4. The Techniques backed by Science

Techniques to learn efficiently and develop high value skills in the most efficient way:

  1. Be healthy: A healthy body is a healthy brain, taking care of both will let you work at your best. This includes drinking plenty of clean water, eating a healthy diet (Just Eat Real Food), having any daily movement practice, good sleep according to your cyrcadian rithms and managing your levels of stress.
  2. Killing ANTs (Automatic Negative Thoughts): Recognize the toughts that come frecuently to your head, practice being detached from them and inmediately reafirm your goals. This will keep you on track, reinforcing your mindset to succeed.
  3. Having a positive peer group: Find a community, to recieve feedback, keep you accountable and cheer each other up. “Learning Together, Everyone Achives More.” — Jim Kwik.
  4. Clean environment: Make sure you have the best work environment possible, a place you assosiate with learning and working. Also, you enjoy being for long periods of time there because is free of distractions.
  5. Interleaving & Einstellung effect: Keep mixing things up, learn more skills and test other ways of learning. Avoid the “Einstellung effect”, instead, keep a growth mindset, you can always learn more and find solutions out of your current knowledge.
  6. Pomodoro technique: Make sure you are engaging in both focused and diffused mode of thinking.
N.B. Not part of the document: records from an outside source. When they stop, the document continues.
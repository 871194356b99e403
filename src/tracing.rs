//! Tracing (logging)

use crate::cli::CommandLineArgs;

use opentelemetry::global;
use tracing_subscriber::{layer::SubscriberExt, util::SubscriberInitExt};

/// Initlialise tracing (logging)
///
/// Applies a filter based on the `RUST_LOG` environment variable, falling back to enable debug
/// logging for this crate and tower_http if not set. Spans are also exported to Jaeger when
/// enabled.
///
/// # Arguments
///
/// * `args`: Command line arguments
pub fn init_tracing(args: &CommandLineArgs) {
    let jaeger = if args.enable_jaeger {
        global::set_text_map_propagator(opentelemetry_jaeger::Propagator::new());
        let tracer = opentelemetry_jaeger::new_agent_pipeline()
            .with_service_name("airwatch")
            .install_simple()
            .expect("Failed to initialise Jaeger tracer");
        Some(tracing_opentelemetry::layer().with_tracer(tracer))
    } else {
        None
    };
    tracing_subscriber::registry()
        .with(
            tracing_subscriber::EnvFilter::try_from_default_env()
                .unwrap_or_else(|_| "airwatch=debug,tower_http=debug".into()),
        )
        .with(tracing_subscriber::fmt::layer())
        .with(jaeger)
        .init();
}

/// Flush and shut down any trace exporter.
pub fn shutdown_tracing() {
    global::shutdown_tracer_provider();
}
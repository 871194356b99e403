//! Data types and associated functions and methods

use crate::error::AirwatchError;

use chrono::{DateTime, Utc};
use serde::{Deserialize, Serialize};
use serde_json::Value;
use std::collections::BTreeMap;
use std::str::FromStr;
use strum_macros::Display;
use validator::Validate;

/// Data categories stored in the bucket
///
/// Each category is a top-level folder, partitioned below by `{year}/{month}/{day}/{hour}/`.
#[derive(Clone, Copy, Debug, Default, Deserialize, Display, Eq, Hash, PartialEq, Serialize)]
#[serde(rename_all = "lowercase")]
#[strum(serialize_all = "lowercase")]
pub enum Category {
    /// Raw readings, one record every few seconds
    #[default]
    RawData,
    /// Hourly averages
    HourAvg,
    /// Minute averages
    MinAvg,
    /// Minute-level trend summaries
    MinTrend,
}

impl Category {
    /// All categories, in candidate probing order.
    pub const ALL: [Category; 4] = [
        Category::RawData,
        Category::HourAvg,
        Category::MinAvg,
        Category::MinTrend,
    ];

    /// Returns the folder prefix of this category, including the trailing slash.
    pub fn prefix(self) -> String {
        format!("{}/", self)
    }
}

impl FromStr for Category {
    type Err = AirwatchError;

    fn from_str(s: &str) -> Result<Self, Self::Err> {
        Category::ALL
            .into_iter()
            .find(|category| category.to_string() == s)
            .ok_or_else(|| AirwatchError::UnknownCategory {
                category: s.to_string(),
            })
    }
}

/// A listed object and the metadata we use from the listing
#[derive(Clone, Debug, PartialEq)]
pub struct ObjectSummary {
    /// Full object key
    pub key: String,
    /// Last modification time, if reported by the store
    pub last_modified: Option<DateTime<Utc>>,
    /// Object size in bytes
    pub size: i64,
}

/// Decoded content of one object
#[derive(Clone, Debug, PartialEq, Serialize)]
#[serde(untagged)]
pub enum Payload {
    /// An ordered sequence of records, from a JSON array or NDJSON
    Records(Vec<Value>),
    /// Any other single JSON document, typically an aggregate object
    Document(Value),
}

/// Returns the final path segment of an object key.
pub fn file_name(key: &str) -> &str {
    key.rsplit('/').next().unwrap_or(key)
}

/// Optional category selector accepted as a query parameter
#[derive(Debug, Default, Deserialize)]
pub struct CategoryQuery {
    /// Category to read from
    pub category: Option<Category>,
}

/// Query parameters of a date range listing
#[derive(Debug, Deserialize)]
pub struct RangeQuery {
    /// First day, `YYYYMMDD`
    pub start: String,
    /// Last day, `YYYYMMDD`, inclusive. Defaults to `start`.
    pub end: Option<String>,
    /// Category to list
    pub category: Option<Category>,
}

/// Latest file in a category and its last record
#[derive(Debug, Serialize)]
pub struct LatestFile {
    pub filename: String,
    pub data: Value,
}

/// Final record of a resolved file
#[derive(Debug, Serialize)]
pub struct LastRecord {
    pub data: Value,
}

/// Marker stored in place of a file that could not be read
#[derive(Clone, Debug, PartialEq, Serialize)]
pub struct FileFailure {
    pub error: String,
}

impl FileFailure {
    /// The marker used for every per-file failure in batch responses.
    pub fn read_failed() -> Self {
        FileFailure {
            error: "Failed to read file".to_string(),
        }
    }
}

/// Per-file result in batch responses
#[derive(Clone, Debug, PartialEq, Serialize)]
#[serde(untagged)]
pub enum FileOutcome {
    Data(Payload),
    Failed(FileFailure),
}

/// One file in a history listing
#[derive(Debug, PartialEq, Serialize)]
pub struct HistoryEntry {
    pub filename: String,
    pub data: FileOutcome,
}

/// All files of one day, newest first
#[derive(Debug, Serialize)]
#[serde(rename_all = "camelCase")]
pub struct History {
    pub date: String,
    pub total_files: usize,
    pub files: Vec<HistoryEntry>,
}

/// All files of one day, keyed by file name
#[derive(Debug, Serialize)]
#[serde(rename_all = "camelCase")]
pub struct FilesByDate {
    pub date: String,
    pub total_files: usize,
    pub files: BTreeMap<String, FileOutcome>,
}

/// Keys found in a range of days
#[derive(Debug, Serialize)]
#[serde(rename_all = "camelCase")]
pub struct KeyRange {
    pub start: String,
    pub end: String,
    pub total_files: usize,
    pub files: Vec<String>,
}

/// Question for the chat helper
#[derive(Debug, Deserialize, Serialize, Validate)]
#[serde(deny_unknown_fields)]
pub struct ChatRequest {
    /// Free text question
    #[validate(length(min = 1, max = 1000, message = "query must be 1 to 1000 characters"))]
    pub query: String,
}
Schedule your periods of focused work and periods of recreation/breaks, decide what you will get done in that time before starting. 25min on, 5min off is recommended. Work your way up to as many rounds as you want.
  7. Chunk the subject: Divide the subject in fundamental chunks, make them digestable and conquer one at a time. This will help in making those difficult tasks more clear and grounded, bite-size tasks won’t intimidate you. Create learning roadmaps, connecting the chunks and deciding the order in which you will learn them.
  8. Spaced repetition: Minimize how much you forget by practicing or studying as frecuently as you can, dedicate a defined amount of time everyday on learning what you want to learn. Let the compund learning do the rest!
  9. Deliberate practice: Avoid passive and easy tasks, and engage in more challenging/active methods of learning. Ask yourself “How can I challenge myself 1% more than yesterday?”. Progressive overload is key.
  10. Create a roadmap: You need a learning plan. Create a curriculum based on your research. Investigate what do industry leaders say, what are the topics you need to learn, where are the high quality resources, and what are the most important topics of the subject. Once created, stick to it but be flexible too.
  11. Pareto principle: What is the 20% of work you should focus on in order to achieve the 80% of your desired results? Identify which are the most important things to learn and eliminate what isn’t in that 20%. When accomplished the “80%” of results, you can expand your knowledge or learn other skills to keep adding up and stacking knowledge.
  12. Form habits: Habits will remove extra energy from your day to day life by automating your schedule and removing decisions for your brain. This helps learning by practicing using spaced repetition.
  13. Make it memorable: There are several techniques all based on this concept: Use all your senses when learning to consolidate and learn more. For example, the method of location, keep a mind-map of a familiar place and use those places as “folders” to keep saved anything you want to remember. Also using whole-body methods and smell promotes optimal learning.
  14. Parkinson’s Law: Basically, have deadlines for your tasks, that preasure will push you to finish that task. Use them strategically.
  15. Stakes & Rewards: Make a system where you reward yourself for accomplishing tasks and learning. And also add little preassures to keep you motivated and far from leaving what you are doing.

5. The first 20 hours of learning:

When starting to learn something new, try implementing this steps:

  1. Create a roadmap of most important concepts you are going to learn, chunk the subject and connect the dots.
  2. Practice active learning. Make the most out of your learning time by using the techniques mentioned, just pick a few.
  3. Have a feedback system. Peer group and/or mentors.
  4. Avoid procrastination! No distractions and make it easy for you to stick and engage to your practice/study.